Output a verbatim copy of the data, cut off after the line that contains "shopper sees it".
====== RECORDS FOR THIS EXERCISE ======
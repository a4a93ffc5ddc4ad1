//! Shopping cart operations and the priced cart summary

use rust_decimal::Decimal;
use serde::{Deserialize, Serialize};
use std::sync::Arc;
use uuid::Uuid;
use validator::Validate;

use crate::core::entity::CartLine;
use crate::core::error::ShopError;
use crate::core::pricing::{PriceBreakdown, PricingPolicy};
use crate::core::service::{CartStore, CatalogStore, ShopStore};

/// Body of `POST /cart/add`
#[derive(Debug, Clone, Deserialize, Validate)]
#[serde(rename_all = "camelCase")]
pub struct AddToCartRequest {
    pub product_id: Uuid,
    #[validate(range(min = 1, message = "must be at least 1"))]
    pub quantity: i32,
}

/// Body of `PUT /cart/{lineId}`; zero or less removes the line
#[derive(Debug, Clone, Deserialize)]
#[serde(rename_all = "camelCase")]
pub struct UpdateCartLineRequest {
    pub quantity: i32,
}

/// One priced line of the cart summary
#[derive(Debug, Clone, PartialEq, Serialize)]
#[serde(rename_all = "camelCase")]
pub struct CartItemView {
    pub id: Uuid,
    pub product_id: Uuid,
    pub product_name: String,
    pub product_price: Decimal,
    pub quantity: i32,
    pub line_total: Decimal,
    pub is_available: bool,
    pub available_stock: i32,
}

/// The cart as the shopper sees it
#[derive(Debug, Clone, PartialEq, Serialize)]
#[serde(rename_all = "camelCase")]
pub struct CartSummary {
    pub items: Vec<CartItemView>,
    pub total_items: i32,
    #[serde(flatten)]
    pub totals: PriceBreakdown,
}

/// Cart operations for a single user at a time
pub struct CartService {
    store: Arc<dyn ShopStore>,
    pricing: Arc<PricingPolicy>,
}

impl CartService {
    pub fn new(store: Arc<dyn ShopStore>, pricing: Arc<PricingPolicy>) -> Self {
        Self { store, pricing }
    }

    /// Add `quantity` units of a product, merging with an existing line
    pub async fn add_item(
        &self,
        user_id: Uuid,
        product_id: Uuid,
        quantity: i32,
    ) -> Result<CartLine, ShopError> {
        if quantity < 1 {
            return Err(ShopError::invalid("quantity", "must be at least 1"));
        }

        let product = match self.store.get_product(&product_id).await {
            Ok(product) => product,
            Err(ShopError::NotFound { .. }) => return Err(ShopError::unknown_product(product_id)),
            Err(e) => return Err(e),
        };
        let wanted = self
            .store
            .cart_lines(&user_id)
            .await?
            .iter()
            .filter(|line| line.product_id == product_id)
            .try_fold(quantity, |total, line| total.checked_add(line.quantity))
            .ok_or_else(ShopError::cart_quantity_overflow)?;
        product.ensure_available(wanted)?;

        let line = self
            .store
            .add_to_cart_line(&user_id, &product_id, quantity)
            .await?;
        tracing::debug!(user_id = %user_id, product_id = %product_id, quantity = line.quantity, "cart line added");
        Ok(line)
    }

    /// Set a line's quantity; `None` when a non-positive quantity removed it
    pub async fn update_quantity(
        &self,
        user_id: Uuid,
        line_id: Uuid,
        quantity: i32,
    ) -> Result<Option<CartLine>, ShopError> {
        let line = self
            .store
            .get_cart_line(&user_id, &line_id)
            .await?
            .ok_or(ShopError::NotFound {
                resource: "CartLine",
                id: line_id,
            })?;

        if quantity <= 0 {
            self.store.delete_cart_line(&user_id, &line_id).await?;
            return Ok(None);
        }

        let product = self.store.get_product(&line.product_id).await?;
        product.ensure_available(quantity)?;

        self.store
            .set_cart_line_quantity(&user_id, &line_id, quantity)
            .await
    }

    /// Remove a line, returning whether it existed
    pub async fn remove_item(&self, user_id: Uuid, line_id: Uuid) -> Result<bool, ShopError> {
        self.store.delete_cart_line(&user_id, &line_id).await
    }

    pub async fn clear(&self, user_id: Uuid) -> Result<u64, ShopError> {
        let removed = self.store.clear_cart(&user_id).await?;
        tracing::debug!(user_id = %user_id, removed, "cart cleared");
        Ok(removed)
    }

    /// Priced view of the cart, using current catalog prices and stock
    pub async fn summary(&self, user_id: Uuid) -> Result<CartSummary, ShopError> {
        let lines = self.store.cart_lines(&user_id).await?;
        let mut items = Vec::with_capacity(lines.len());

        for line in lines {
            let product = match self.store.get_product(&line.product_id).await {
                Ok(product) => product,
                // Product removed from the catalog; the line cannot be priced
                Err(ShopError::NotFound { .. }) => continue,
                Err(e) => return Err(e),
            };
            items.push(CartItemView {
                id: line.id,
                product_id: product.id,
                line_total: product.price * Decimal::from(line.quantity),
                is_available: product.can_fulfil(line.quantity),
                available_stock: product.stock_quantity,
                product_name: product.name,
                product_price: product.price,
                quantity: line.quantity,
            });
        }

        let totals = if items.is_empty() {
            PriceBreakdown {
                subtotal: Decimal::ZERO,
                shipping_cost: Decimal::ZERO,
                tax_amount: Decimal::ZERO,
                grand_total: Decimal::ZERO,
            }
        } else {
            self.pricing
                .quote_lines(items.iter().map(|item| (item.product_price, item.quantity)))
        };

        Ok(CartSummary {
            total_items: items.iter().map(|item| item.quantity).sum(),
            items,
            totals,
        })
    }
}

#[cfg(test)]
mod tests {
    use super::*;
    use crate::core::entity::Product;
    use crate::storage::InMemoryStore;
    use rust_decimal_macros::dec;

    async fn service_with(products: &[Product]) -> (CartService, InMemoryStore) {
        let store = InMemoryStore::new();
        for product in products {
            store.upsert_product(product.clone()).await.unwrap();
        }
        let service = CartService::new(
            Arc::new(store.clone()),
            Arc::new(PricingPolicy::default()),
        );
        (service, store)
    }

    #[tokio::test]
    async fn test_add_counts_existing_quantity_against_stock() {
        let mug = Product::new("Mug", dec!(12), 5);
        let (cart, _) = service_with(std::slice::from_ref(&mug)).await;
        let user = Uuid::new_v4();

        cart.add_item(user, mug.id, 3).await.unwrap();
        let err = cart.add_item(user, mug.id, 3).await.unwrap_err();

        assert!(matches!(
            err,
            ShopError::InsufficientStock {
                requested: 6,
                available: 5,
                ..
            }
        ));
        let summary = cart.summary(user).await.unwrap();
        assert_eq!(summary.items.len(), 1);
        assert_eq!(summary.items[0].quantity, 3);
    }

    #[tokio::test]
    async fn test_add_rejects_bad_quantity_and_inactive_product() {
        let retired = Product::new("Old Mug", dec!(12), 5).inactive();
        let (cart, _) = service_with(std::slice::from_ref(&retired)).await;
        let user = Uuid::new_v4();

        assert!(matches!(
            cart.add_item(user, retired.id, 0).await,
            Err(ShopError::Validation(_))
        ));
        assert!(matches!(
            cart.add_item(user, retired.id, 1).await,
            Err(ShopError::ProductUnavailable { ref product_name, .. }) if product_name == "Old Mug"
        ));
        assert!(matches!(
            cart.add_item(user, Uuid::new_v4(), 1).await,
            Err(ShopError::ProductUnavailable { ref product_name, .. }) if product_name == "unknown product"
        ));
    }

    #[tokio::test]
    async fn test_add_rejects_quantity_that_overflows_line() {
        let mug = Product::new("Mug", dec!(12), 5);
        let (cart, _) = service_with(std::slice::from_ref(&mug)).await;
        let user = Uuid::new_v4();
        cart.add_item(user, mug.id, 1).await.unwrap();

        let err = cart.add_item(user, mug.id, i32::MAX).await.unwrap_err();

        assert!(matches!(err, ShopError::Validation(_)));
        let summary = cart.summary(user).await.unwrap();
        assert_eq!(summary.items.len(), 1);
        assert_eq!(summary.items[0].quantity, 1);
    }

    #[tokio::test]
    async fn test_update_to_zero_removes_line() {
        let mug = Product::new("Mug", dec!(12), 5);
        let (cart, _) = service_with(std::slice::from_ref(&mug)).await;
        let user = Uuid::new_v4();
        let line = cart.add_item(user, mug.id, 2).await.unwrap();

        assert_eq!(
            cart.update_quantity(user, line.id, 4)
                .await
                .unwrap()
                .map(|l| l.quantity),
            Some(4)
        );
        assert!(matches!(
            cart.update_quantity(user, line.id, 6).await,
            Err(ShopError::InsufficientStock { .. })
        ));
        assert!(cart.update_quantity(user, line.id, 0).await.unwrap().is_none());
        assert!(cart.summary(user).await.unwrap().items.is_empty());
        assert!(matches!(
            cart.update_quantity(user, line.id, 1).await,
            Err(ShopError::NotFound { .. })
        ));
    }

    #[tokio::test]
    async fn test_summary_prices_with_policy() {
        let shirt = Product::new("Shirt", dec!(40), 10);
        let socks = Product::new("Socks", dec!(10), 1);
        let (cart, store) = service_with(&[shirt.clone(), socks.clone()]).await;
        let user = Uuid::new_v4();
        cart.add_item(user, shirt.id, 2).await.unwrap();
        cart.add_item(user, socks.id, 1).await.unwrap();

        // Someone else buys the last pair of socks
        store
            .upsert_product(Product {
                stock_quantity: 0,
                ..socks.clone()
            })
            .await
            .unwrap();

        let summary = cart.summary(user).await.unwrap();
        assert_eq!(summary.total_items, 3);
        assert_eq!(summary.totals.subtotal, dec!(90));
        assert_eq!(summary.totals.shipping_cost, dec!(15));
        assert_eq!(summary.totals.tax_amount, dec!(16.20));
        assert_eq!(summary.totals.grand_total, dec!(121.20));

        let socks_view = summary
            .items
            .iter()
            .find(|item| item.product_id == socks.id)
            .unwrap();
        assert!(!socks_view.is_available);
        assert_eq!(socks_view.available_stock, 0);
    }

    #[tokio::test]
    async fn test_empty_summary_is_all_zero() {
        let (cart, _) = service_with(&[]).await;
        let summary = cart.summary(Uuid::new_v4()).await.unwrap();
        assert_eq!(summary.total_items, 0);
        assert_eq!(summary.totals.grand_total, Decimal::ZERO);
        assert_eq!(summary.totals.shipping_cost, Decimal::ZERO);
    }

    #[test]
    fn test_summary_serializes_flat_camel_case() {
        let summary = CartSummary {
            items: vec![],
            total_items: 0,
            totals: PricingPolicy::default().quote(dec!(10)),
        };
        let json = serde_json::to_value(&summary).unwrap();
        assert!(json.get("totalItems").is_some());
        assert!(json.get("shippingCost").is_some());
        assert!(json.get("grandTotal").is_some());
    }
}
======
SOLVED EXERCISE »
repository a4a93ffc5ddc4ad1
//! Shopping cart operations and the priced cart summary

use rust_decimal::Decimal;
use serde::{Deserialize, Serialize};
use std::sync::Arc;
use uuid::Uuid;
use validator::Validate;

use crate::core::entity::CartLine;
use crate::core::error::ShopError;
use crate::core::pricing::{PriceBreakdown, PricingPolicy};
use crate::core::service::{CartStore, CatalogStore, ShopStore};

/// Body of `POST /cart/add`
#[derive(Debug, Clone, Deserialize, Validate)]
#[serde(rename_all = "camelCase")]
pub struct AddToCartRequest {
    pub product_id: Uuid,
    #[validate(range(min = 1, message = "must be at least 1"))]
    pub quantity: i32,
}

/// Body of `PUT /cart/{lineId}`; zero or less removes the line
#[derive(Debug, Clone, Deserialize)]
#[serde(rename_all = "camelCase")]
pub struct UpdateCartLineRequest {
    pub quantity: i32,
}

/// One priced line of the cart summary
#[derive(Debug, Clone, PartialEq, Serialize)]
#[serde(rename_all = "camelCase")]
pub struct CartItemView {
    pub id: Uuid,
    pub product_id: Uuid,
    pub product_name: String,
    pub product_price: Decimal,
    pub quantity: i32,
    pub line_total: Decimal,
    pub is_available: bool,
    pub available_stock: i32,
}

/// The cart as the shopper sees it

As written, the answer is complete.